- Check your air filter twice a year. A dirty filter reduces performance and increases fuel consumption.
- Check your tires monthly, and inflate to the recommended pressure. Under-inflated tires not only increase fuel use, they are a safety hazard.
listen when your vehicle tells you something is wrong. Take your car in for service right away if you experience:
- Engine bucking, surging, stalling, misfire or poor performance. These symptoms indicate a problem that is wasting fuel.
- The "check engine" light comes on. This means exhaust emissions are too high and fuel economy is too low.
consult your owner's manual for the recommended maintenance needed to keep your vehicle running efficiently. Have those services performed by a shop with certified technicians who can spot other problems that may affect fuel consumption.
Looking for a good shop? Visit the automotive page of AAA.com to find local AAA Approved Auto Repair facilities that meet and maintain high standards.
AAA reminds motorists that how you drive has the single greatest impact on how much fuel your vehicle burns. Fuel-saving habits to consider include:
- Maintaining a steady speed. Cars require extra fuel when they accelerate, so avoid quick starts and stops that waste gas and are harder on vehicle components.
- Lightening your load. Don't haul unneeded items in your vehicle; their added weight will increase fuel use.
- Traveling at moderate highway speeds. Higher speeds require more power and fuel to overcome air resistance.
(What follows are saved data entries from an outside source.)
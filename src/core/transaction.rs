use crate::core::utxo::UtxoSet;
use crate::crypto::hash::{Hash160, Hash256, Hashable};
use crate::crypto::keys::{address_to_hash160, KeyPair};
use crate::crypto::signatures::{SignatureVerifier, Signer};
use crate::{ChainError, Result};
use rand::{rngs::OsRng, RngCore};
use serde::{Deserialize, Serialize};
use std::collections::HashMap;
use std::fmt;

/// Leading byte of every transaction hashing/signing payload. Changing the
/// payload layout requires a new version, since existing signatures cover it.
pub const TX_FORMAT_VERSION: u8 = 1;

/// Output index carried by a reward input, which spends nothing.
pub const REWARD_VOUT: u32 = u32::MAX;

const RANDOM_MEMO_LEN: usize = 20;

#[derive(Debug, Clone, PartialEq, Eq, Serialize, Deserialize)]
pub struct Transaction {
    pub id: Hash256,
    pub inputs: Vec<TxInput>,
    pub outputs: Vec<TxOutput>,
}

#[derive(Debug, Clone, PartialEq, Eq, Serialize, Deserialize)]
pub struct TxInput {
    pub previous_output: OutPoint,
    pub signature: Vec<u8>,
    /// Spender's serialized public key. A reward input has no spender and
    /// carries its memo bytes here instead.
    pub public_key: Vec<u8>,
}

#[derive(Debug, Clone, PartialEq, Eq, Serialize, Deserialize)]
pub struct TxOutput {
    pub value: u64,
    pub pubkey_hash: Hash160,
}

#[derive(Debug, Clone, Copy, PartialEq, Eq, Hash, PartialOrd, Ord, Serialize, Deserialize)]
pub struct OutPoint {
    pub txid: Hash256,
    pub vout: u32,
}

/// Looks up previously appended transactions for signing and verification.
pub trait TransactionResolver {
    fn find_transaction(&self, id: &Hash256) -> Result<Option<Transaction>>;

    /// Every transaction referenced by `tx`'s inputs, keyed by id.
    fn referenced_transactions(&self, tx: &Transaction) -> Result<HashMap<Hash256, Transaction>> {
        let mut prev_txs = HashMap::new();
        if tx.is_reward() {
            return Ok(prev_txs);
        }

        for input in &tx.inputs {
            let txid = input.previous_output.txid;
            if prev_txs.contains_key(&txid) {
                continue;
            }
            let prev_tx = self
                .find_transaction(&txid)?
                .ok_or(ChainError::ReferencedTransactionNotFound(txid))?;
            prev_txs.insert(txid, prev_tx);
        }

        Ok(prev_txs)
    }
}

impl TransactionResolver for HashMap<Hash256, Transaction> {
    fn find_transaction(&self, id: &Hash256) -> Result<Option<Transaction>> {
        Ok(self.get(id).cloned())
    }
}

impl Transaction {
    /// Mints `subsidy` to `recipient`. An empty memo is replaced by random
    /// bytes so that two rewards to the same recipient never share an id.
    pub fn new_reward(recipient: Hash160, memo: &str, subsidy: u64) -> Self {
        let memo = if memo.is_empty() {
            let mut random = [0u8; RANDOM_MEMO_LEN];
            OsRng.fill_bytes(&mut random);
            hex::encode(random)
        } else {
            memo.to_string()
        };

        let reward_input = TxInput {
            previous_output: OutPoint::null(),
            signature: Vec::new(),
            public_key: memo.into_bytes(),
        };

        let mut tx = Self {
            id: Hash256::zero(),
            inputs: vec![reward_input],
            outputs: vec![TxOutput::new(subsidy, recipient)],
        };
        tx.set_id();
        tx
    }

    /// Builds and signs a payment of `amount` from `spender` to the address `to`.
    ///
    /// Unspent outputs are taken first-fit in index order until `amount` is
    /// covered; any excess comes back to the spender as a change output.
    pub fn new_transfer<R: TransactionResolver + ?Sized>(
        spender: &KeyPair,
        to: &str,
        amount: u64,
        utxo_set: &UtxoSet,
        resolver: &R,
    ) -> Result<Self> {
        if amount == 0 {
            return Err(ChainError::InvalidInput("Transfer amount must be positive".to_string()));
        }

        let recipient = address_to_hash160(to)?;
        let spender_hash = spender.public_key.hash160();

        let (accumulated, spendable) = utxo_set.find_spendable_outputs(&spender_hash, amount)?;
        if accumulated < amount {
            return Err(ChainError::InsufficientFunds {
                required: amount,
                available: accumulated,
            });
        }

        let inputs = spendable
            .into_iter()
            .map(|outpoint| TxInput {
                previous_output: outpoint,
                signature: Vec::new(),
                public_key: spender.public_key.to_bytes().to_vec(),
            })
            .collect();

        let mut outputs = vec![TxOutput::new(amount, recipient)];
        if accumulated > amount {
            outputs.push(TxOutput::new(accumulated - amount, spender_hash));
        }

        let mut tx = Self {
            id: Hash256::zero(),
            inputs,
            outputs,
        };
        tx.set_id();

        let prev_txs = resolver.referenced_transactions(&tx)?;
        tx.sign(&spender.private_key, &prev_txs)?;

        log::debug!("Built transfer {} of {} ({} inputs)", tx.id, amount, tx.inputs.len());
        Ok(tx)
    }

    pub fn is_reward(&self) -> bool {
        self.inputs.len() == 1 && self.inputs[0].previous_output.is_null()
    }

    pub fn set_id(&mut self) {
        self.id = self.hash();
    }

    pub fn total_output_value(&self) -> u64 {
        self.outputs.iter().map(|output| output.value).sum()
    }

    /// Copy with every signature and public key blanked.
    pub fn trimmed_copy(&self) -> Transaction {
        let inputs = self
            .inputs
            .iter()
            .map(|input| TxInput {
                previous_output: input.previous_output,
                signature: Vec::new(),
                public_key: Vec::new(),
            })
            .collect();

        Transaction {
            id: self.id,
            inputs,
            outputs: self.outputs.clone(),
        }
    }

    /// Digest signed by input `index`: the trimmed copy with that input's key
    /// slot holding the owner hash of the output it spends.
    fn signing_digest(trimmed: &mut Transaction, index: usize, owner: &Hash160) -> Hash256 {
        trimmed.inputs[index].public_key = owner.as_bytes().to_vec();
        let digest = trimmed.hash();
        trimmed.inputs[index].public_key.clear();
        digest
    }

    fn referenced_output<'a>(
        input: &TxInput,
        prev_txs: &'a HashMap<Hash256, Transaction>,
    ) -> Result<Option<&'a TxOutput>> {
        let outpoint = &input.previous_output;
        let prev_tx = prev_txs
            .get(&outpoint.txid)
            .ok_or(ChainError::ReferencedTransactionNotFound(outpoint.txid))?;
        Ok(prev_tx.outputs.get(outpoint.vout as usize))
    }

    pub fn sign<S: Signer + ?Sized>(
        &mut self,
        signer: &S,
        prev_txs: &HashMap<Hash256, Transaction>,
    ) -> Result<()> {
        if self.is_reward() {
            return Ok(());
        }

        // Resolve everything up front so a failure leaves the transaction untouched
        let mut owners = Vec::with_capacity(self.inputs.len());
        for input in &self.inputs {
            let output = Self::referenced_output(input, prev_txs)?.ok_or_else(|| {
                ChainError::InvalidTransaction(format!(
                    "Input references missing output {}:{}",
                    input.previous_output.txid, input.previous_output.vout
                ))
            })?;
            owners.push(output.pubkey_hash);
        }

        let mut trimmed = self.trimmed_copy();
        let mut signatures = Vec::with_capacity(owners.len());
        for (index, owner) in owners.iter().enumerate() {
            let digest = Self::signing_digest(&mut trimmed, index, owner);
            signatures.push(signer.sign_digest(&digest)?);
        }

        for (input, signature) in self.inputs.iter_mut().zip(signatures) {
            input.signature = signature;
        }
        self.set_id();

        Ok(())
    }

    /// `Ok(false)` on any bad signature, foreign key or stale id;
    /// `Err` only when a referenced transaction cannot be resolved.
    pub fn verify<V: SignatureVerifier + ?Sized>(
        &self,
        verifier: &V,
        prev_txs: &HashMap<Hash256, Transaction>,
    ) -> Result<bool> {
        if self.is_reward() {
            return Ok(true);
        }
        if self.inputs.is_empty() || self.id != self.hash() {
            return Ok(false);
        }

        let mut trimmed = self.trimmed_copy();
        for (index, input) in self.inputs.iter().enumerate() {
            let Some(output) = Self::referenced_output(input, prev_txs)? else {
                return Ok(false);
            };

            // The key offered must be the one the spent output is locked to
            if Hash160::hash_sha256(&input.public_key) != output.pubkey_hash {
                return Ok(false);
            }

            let digest = Self::signing_digest(&mut trimmed, index, &output.pubkey_hash);
            if !verifier.verify_digest(&input.public_key, &digest, &input.signature) {
                return Ok(false);
            }
        }

        Ok(true)
    }
}

impl Hashable for Transaction {
    /// SHA-256 over the versioned payload; the `id` field is never part of it.
    fn hash(&self) -> Hash256 {
        let mut data = Vec::new();
        data.push(TX_FORMAT_VERSION);

        data.extend_from_slice(&(self.inputs.len() as u32).to_le_bytes());
        for input in &self.inputs {
            data.extend_from_slice(input.previous_output.txid.as_bytes());
            data.extend_from_slice(&input.previous_output.vout.to_le_bytes());
            data.extend_from_slice(&(input.signature.len() as u32).to_le_bytes());
            data.extend_from_slice(&input.signature);
            data.extend_from_slice(&(input.public_key.len() as u32).to_le_bytes());
            data.extend_from_slice(&input.public_key);
        }

        data.extend_from_slice(&(self.outputs.len() as u32).to_le_bytes());
        for output in &self.outputs {
            data.extend_from_slice(&output.value.to_le_bytes());
            data.extend_from_slice(output.pubkey_hash.as_bytes());
        }

        Hash256::hash(&data)
    }
}

impl TxOutput {
    pub fn new(value: u64, pubkey_hash: Hash160) -> Self {
        Self { value, pubkey_hash }
    }

    pub fn is_locked_with_key(&self, pubkey_hash: &Hash160) -> bool {
        &self.pubkey_hash == pubkey_hash
    }
}

impl TxInput {
    pub fn uses_key(&self, pubkey_hash: &Hash160) -> bool {
        &Hash160::hash_sha256(&self.public_key) == pubkey_hash
    }
}

impl OutPoint {
    pub fn new(txid: Hash256, vout: u32) -> Self {
        Self { txid, vout }
    }

    pub fn null() -> Self {
        Self {
            txid: Hash256::zero(),
            vout: REWARD_VOUT,
        }
    }

    pub fn is_null(&self) -> bool {
        self.txid.is_zero() && self.vout == REWARD_VOUT
    }
}

impl fmt::Display for OutPoint {
    fn fmt(&self, f: &mut fmt::Formatter<'_>) -> fmt::Result {
        write!(f, "{}:{}", self.txid, self.vout)
    }
}

impl fmt::Display for Transaction {
    fn fmt(&self, f: &mut fmt::Formatter<'_>) -> fmt::Result {
        writeln!(f, "--- Transaction {}:", self.id)?;
        for (i, input) in self.inputs.iter().enumerate() {
            writeln!(f, "     Input {}:", i)?;
            if input.previous_output.is_null() {
                writeln!(f, "       Reward:    {}", String::from_utf8_lossy(&input.public_key))?;
                continue;
            }
            writeln!(f, "       TXID:      {}", input.previous_output.txid)?;
            writeln!(f, "       Out:       {}", input.previous_output.vout)?;
            writeln!(f, "       Signature: {}", hex::encode(&input.signature))?;
            writeln!(f, "       PubKey:    {}", hex::encode(&input.public_key))?;
        }
        for (i, output) in self.outputs.iter().enumerate() {
            writeln!(f, "     Output {}:", i)?;
            writeln!(f, "       Value:  {}", output.value)?;
            writeln!(f, "       Owner:  {}", output.pubkey_hash)?;
        }
        Ok(())
    }
}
- Using the air conditioner conservatively. Air conditioning requires lots of power. In cool weather around town, turn the air conditioner off, and open your windows. In hot weather or on the highway, set the air conditioning to a higher temperature. Where available, use "economy" or "recirculation" settings to reduce air conditioner operation and minimize the amount of hot outside air that must be cooled.